* **WHAT TO DO**: Check every line of the records below for the string "BooleanArray" and copy the ones that have it.
[Start of Attachment]
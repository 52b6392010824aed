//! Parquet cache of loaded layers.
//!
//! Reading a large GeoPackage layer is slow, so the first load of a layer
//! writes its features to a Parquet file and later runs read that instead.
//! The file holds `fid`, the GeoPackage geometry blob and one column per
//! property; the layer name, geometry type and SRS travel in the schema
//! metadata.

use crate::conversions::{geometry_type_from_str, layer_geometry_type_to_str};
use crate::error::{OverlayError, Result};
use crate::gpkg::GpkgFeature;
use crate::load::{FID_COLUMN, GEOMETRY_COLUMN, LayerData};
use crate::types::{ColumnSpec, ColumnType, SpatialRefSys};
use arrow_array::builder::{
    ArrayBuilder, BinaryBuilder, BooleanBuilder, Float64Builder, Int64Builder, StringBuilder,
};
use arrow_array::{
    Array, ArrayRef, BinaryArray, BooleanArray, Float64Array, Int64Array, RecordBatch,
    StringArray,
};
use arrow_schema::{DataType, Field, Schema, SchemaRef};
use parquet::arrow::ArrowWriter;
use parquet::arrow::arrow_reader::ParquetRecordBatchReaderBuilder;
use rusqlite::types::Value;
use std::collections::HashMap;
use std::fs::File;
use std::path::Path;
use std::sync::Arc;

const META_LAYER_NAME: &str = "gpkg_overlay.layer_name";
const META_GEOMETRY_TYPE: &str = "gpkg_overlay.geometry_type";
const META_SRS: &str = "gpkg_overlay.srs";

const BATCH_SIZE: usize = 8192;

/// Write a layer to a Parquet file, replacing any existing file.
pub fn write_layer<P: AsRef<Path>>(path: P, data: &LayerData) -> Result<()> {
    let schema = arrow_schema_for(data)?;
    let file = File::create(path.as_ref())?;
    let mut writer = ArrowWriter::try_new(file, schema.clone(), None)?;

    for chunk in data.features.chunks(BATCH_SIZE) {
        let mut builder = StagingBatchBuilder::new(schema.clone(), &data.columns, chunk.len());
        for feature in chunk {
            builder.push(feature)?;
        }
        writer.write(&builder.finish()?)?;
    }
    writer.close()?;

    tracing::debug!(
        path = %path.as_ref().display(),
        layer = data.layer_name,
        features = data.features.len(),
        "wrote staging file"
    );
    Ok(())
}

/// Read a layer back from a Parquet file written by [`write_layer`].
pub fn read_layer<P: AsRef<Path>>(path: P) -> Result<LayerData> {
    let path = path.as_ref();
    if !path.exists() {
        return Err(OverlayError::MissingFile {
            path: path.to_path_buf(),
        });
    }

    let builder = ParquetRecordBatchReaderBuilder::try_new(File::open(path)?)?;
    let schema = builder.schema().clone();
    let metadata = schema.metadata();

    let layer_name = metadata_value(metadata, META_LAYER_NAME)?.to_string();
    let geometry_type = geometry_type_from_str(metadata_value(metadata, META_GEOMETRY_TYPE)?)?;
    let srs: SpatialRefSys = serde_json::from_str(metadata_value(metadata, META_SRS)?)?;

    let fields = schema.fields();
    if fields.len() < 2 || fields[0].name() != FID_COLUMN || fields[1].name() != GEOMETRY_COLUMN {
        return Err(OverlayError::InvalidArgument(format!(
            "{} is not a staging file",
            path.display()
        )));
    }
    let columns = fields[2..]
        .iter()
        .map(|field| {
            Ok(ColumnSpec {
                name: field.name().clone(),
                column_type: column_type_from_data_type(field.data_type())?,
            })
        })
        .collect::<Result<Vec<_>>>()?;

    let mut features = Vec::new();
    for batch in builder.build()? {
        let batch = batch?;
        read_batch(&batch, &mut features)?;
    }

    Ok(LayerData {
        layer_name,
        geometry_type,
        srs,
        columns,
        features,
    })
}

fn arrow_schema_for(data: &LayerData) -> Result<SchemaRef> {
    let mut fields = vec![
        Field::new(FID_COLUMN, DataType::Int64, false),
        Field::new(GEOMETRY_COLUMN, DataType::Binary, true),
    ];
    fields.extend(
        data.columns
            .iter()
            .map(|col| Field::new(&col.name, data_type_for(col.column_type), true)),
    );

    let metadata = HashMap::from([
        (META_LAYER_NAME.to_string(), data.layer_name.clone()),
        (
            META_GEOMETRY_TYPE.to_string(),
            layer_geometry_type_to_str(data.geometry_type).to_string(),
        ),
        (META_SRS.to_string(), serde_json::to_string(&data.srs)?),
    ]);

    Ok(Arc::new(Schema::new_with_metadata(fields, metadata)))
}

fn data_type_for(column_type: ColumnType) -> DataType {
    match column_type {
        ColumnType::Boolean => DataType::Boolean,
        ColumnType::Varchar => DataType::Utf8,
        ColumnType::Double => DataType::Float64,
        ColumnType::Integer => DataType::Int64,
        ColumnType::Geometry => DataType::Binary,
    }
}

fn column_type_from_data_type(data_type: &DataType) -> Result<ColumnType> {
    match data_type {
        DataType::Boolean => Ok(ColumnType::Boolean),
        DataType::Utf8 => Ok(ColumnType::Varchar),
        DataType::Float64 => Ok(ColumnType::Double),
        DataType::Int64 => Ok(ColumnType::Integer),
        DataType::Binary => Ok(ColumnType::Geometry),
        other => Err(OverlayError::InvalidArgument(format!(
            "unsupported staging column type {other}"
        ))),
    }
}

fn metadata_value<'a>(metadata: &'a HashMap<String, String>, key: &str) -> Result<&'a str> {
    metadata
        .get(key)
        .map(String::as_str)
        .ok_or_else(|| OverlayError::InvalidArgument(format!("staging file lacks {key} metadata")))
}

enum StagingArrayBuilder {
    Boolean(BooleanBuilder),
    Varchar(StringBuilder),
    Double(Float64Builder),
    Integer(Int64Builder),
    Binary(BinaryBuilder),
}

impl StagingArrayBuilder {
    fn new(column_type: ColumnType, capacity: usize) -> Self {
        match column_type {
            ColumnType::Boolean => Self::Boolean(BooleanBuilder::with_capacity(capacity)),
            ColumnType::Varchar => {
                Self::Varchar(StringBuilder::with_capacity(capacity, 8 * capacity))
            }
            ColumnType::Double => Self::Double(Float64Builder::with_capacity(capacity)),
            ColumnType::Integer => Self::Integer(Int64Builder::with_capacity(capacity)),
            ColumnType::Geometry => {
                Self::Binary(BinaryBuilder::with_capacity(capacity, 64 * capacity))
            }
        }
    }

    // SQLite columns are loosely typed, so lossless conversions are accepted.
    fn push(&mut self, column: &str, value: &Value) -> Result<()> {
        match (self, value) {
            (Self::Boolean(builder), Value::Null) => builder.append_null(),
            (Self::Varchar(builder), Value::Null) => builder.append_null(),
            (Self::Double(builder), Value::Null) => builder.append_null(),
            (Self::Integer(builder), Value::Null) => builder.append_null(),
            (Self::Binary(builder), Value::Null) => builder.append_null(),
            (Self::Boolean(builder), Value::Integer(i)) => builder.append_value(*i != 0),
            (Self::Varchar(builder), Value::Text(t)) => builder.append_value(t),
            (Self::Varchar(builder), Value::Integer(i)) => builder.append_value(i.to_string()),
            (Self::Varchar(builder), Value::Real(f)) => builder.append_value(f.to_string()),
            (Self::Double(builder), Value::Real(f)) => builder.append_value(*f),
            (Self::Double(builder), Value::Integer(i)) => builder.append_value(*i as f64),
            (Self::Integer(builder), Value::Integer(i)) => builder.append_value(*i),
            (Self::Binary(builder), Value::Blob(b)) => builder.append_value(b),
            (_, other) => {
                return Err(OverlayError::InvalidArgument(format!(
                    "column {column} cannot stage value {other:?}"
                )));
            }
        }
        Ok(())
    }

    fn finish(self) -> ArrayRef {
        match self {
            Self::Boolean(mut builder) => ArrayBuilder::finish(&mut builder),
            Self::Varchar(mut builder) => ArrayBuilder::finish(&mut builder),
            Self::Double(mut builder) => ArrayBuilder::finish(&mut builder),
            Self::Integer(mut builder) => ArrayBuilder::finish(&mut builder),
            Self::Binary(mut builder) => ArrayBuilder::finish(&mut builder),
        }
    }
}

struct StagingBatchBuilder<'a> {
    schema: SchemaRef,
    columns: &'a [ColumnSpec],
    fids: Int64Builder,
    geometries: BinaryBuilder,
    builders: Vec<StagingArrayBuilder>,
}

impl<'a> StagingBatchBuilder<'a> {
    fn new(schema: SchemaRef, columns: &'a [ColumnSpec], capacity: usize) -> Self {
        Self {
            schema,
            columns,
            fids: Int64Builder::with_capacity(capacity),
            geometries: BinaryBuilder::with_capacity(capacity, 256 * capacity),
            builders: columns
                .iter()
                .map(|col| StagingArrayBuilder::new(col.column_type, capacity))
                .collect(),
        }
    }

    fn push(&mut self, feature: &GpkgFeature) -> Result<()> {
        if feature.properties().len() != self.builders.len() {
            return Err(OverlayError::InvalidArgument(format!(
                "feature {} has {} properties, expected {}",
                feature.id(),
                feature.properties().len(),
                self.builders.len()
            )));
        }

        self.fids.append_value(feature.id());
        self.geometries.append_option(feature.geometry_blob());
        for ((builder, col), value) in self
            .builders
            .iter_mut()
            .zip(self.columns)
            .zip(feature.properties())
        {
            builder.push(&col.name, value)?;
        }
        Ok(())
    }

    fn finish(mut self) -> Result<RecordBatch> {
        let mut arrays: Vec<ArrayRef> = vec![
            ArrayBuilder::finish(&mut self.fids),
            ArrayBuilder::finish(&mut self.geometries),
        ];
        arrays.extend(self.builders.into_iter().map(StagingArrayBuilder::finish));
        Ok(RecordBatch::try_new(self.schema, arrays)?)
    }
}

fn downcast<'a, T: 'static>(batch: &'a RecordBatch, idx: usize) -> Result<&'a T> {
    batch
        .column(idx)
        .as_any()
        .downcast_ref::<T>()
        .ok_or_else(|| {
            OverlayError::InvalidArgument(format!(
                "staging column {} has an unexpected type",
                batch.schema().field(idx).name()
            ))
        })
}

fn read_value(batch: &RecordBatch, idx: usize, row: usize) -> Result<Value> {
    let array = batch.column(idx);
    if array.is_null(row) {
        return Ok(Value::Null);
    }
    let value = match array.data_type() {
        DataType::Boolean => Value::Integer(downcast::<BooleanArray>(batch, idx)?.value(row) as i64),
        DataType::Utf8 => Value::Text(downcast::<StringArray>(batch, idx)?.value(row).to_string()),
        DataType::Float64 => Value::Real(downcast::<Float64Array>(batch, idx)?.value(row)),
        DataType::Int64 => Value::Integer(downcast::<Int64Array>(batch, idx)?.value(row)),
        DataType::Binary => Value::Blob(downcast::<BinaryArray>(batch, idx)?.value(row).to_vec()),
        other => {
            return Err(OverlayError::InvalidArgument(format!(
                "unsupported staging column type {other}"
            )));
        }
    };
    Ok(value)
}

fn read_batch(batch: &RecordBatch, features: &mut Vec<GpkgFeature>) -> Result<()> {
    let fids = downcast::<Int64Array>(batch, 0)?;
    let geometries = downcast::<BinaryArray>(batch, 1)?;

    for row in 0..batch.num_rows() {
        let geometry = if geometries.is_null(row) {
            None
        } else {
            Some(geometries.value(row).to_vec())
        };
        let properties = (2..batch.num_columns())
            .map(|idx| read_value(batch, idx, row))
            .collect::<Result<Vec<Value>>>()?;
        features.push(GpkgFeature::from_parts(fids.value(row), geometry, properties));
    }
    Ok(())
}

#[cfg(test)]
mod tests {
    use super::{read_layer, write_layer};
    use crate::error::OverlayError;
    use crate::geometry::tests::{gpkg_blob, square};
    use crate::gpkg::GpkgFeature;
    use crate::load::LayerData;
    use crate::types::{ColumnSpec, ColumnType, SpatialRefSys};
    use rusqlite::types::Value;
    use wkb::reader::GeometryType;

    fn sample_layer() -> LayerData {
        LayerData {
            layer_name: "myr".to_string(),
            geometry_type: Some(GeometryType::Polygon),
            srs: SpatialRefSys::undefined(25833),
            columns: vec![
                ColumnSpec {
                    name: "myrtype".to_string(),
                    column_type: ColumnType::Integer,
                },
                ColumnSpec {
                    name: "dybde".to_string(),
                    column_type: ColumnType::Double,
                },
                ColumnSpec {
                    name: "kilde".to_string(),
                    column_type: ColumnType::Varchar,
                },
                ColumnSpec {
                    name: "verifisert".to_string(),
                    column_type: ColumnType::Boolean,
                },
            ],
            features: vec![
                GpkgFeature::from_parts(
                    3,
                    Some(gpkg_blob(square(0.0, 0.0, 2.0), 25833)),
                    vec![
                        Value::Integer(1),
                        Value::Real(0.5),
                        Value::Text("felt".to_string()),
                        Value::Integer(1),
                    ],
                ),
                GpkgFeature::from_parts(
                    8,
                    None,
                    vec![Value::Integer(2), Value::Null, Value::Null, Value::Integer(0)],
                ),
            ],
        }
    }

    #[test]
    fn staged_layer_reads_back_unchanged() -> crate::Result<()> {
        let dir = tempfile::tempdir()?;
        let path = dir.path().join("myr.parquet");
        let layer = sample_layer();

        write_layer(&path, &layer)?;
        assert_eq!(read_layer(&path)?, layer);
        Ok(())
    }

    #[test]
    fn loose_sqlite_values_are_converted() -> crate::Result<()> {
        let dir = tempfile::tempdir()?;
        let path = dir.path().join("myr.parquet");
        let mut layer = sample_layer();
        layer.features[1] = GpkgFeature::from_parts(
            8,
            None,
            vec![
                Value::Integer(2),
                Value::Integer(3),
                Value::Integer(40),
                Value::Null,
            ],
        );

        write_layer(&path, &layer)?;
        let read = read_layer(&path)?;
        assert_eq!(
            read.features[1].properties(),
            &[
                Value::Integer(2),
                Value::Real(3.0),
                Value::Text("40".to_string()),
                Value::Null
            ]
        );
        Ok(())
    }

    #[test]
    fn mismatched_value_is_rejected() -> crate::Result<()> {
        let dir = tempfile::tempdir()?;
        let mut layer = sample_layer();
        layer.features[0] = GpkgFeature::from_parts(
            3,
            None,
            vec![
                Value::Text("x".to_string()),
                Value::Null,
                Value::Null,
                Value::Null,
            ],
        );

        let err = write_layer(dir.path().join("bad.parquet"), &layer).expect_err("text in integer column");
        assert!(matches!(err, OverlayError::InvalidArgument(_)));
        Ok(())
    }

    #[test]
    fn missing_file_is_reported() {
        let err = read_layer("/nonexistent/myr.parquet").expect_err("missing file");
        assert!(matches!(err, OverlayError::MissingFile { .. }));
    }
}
[End of Attachment]
* **SOLUTION**:
    Array, ArrayRef, BinaryArray, BooleanArray, Float64Array, Int64Array, RecordBatch,
        DataType::Boolean => Value::Integer(downcast::<BooleanArray>(batch, idx)?.value(row) as i64),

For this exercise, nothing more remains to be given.